# Exercise objective
Pick out each line in these entries that contains the string "LabelIndex".

# Supplied material

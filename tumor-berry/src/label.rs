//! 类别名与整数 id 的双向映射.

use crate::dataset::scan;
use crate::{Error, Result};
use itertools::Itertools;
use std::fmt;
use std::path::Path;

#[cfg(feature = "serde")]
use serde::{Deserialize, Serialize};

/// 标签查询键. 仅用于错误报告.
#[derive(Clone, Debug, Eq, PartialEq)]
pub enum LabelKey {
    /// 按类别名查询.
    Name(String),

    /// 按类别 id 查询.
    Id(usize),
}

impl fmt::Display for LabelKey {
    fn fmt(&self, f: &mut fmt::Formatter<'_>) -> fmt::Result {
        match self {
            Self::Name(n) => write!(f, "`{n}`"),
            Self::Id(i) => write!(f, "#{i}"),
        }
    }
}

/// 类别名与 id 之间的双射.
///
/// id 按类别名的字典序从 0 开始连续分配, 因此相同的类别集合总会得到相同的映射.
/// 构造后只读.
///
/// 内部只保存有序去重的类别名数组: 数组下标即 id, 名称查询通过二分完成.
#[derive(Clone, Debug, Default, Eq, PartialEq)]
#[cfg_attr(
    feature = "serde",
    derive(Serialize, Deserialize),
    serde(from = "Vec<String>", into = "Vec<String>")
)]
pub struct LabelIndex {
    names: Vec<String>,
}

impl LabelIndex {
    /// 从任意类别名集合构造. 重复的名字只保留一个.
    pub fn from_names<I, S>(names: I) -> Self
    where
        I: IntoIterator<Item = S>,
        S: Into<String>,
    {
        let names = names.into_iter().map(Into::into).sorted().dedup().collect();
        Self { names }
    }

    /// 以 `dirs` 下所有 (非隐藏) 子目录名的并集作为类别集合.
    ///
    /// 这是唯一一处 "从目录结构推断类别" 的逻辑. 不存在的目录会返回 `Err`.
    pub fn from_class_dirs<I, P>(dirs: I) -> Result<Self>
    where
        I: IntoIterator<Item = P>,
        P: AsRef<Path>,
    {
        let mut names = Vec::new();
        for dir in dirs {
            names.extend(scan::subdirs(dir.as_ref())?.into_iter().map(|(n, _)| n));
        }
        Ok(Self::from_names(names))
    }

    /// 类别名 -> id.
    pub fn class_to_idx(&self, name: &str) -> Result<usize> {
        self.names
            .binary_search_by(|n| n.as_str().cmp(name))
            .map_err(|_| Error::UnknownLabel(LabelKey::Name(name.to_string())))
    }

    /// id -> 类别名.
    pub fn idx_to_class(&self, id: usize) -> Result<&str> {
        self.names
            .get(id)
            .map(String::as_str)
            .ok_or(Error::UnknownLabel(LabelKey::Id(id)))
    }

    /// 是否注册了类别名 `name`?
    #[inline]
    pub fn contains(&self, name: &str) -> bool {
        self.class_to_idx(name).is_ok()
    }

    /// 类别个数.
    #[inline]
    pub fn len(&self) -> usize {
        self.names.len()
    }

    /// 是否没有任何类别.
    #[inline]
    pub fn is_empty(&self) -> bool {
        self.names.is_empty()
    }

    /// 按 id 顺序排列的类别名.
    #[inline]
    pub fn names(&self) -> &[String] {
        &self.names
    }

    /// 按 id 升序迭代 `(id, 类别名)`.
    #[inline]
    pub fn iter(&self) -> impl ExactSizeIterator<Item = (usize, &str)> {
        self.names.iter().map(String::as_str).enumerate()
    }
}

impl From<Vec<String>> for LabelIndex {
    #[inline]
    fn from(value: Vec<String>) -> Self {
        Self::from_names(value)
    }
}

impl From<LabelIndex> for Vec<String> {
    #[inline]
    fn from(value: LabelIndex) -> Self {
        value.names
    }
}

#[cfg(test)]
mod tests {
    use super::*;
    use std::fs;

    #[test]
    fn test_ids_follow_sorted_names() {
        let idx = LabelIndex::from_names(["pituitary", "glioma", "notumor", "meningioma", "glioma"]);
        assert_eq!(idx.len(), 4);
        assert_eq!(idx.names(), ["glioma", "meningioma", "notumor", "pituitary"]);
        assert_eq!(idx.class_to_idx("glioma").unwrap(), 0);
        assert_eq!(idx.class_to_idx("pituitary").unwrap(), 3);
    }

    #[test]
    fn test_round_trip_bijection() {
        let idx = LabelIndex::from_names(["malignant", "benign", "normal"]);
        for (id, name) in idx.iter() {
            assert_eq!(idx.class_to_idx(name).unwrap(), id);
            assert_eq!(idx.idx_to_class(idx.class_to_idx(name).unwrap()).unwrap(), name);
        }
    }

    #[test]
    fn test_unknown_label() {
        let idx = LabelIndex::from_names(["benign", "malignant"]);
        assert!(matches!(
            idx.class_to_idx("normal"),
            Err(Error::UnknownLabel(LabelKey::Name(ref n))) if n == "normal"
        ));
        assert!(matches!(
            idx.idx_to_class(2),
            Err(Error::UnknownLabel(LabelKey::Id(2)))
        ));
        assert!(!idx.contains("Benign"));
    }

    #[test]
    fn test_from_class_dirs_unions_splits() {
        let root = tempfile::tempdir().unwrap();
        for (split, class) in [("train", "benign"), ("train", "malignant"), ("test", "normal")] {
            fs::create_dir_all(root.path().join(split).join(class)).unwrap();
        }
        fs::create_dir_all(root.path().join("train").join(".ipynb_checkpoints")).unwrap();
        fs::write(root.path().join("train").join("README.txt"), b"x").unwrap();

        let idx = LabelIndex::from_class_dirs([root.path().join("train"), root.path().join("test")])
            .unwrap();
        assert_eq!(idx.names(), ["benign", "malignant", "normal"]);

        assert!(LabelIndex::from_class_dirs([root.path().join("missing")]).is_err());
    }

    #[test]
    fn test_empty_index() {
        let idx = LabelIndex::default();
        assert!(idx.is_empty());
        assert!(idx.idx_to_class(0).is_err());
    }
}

# Solution for this task
pub struct LabelIndex {
impl LabelIndex {
impl From<Vec<String>> for LabelIndex {
impl From<LabelIndex> for Vec<String> {
    fn from(value: LabelIndex) -> Self {
        let idx = LabelIndex::from_names(["pituitary", "glioma", "notumor", "meningioma", "glioma"]);
        let idx = LabelIndex::from_names(["malignant", "benign", "normal"]);
        let idx = LabelIndex::from_names(["benign", "malignant"]);
        let idx = LabelIndex::from_class_dirs([root.path().join("train"), root.path().join("test")])
        assert!(LabelIndex::from_class_dirs([root.path().join("missing")]).is_err());
        let idx = LabelIndex::default();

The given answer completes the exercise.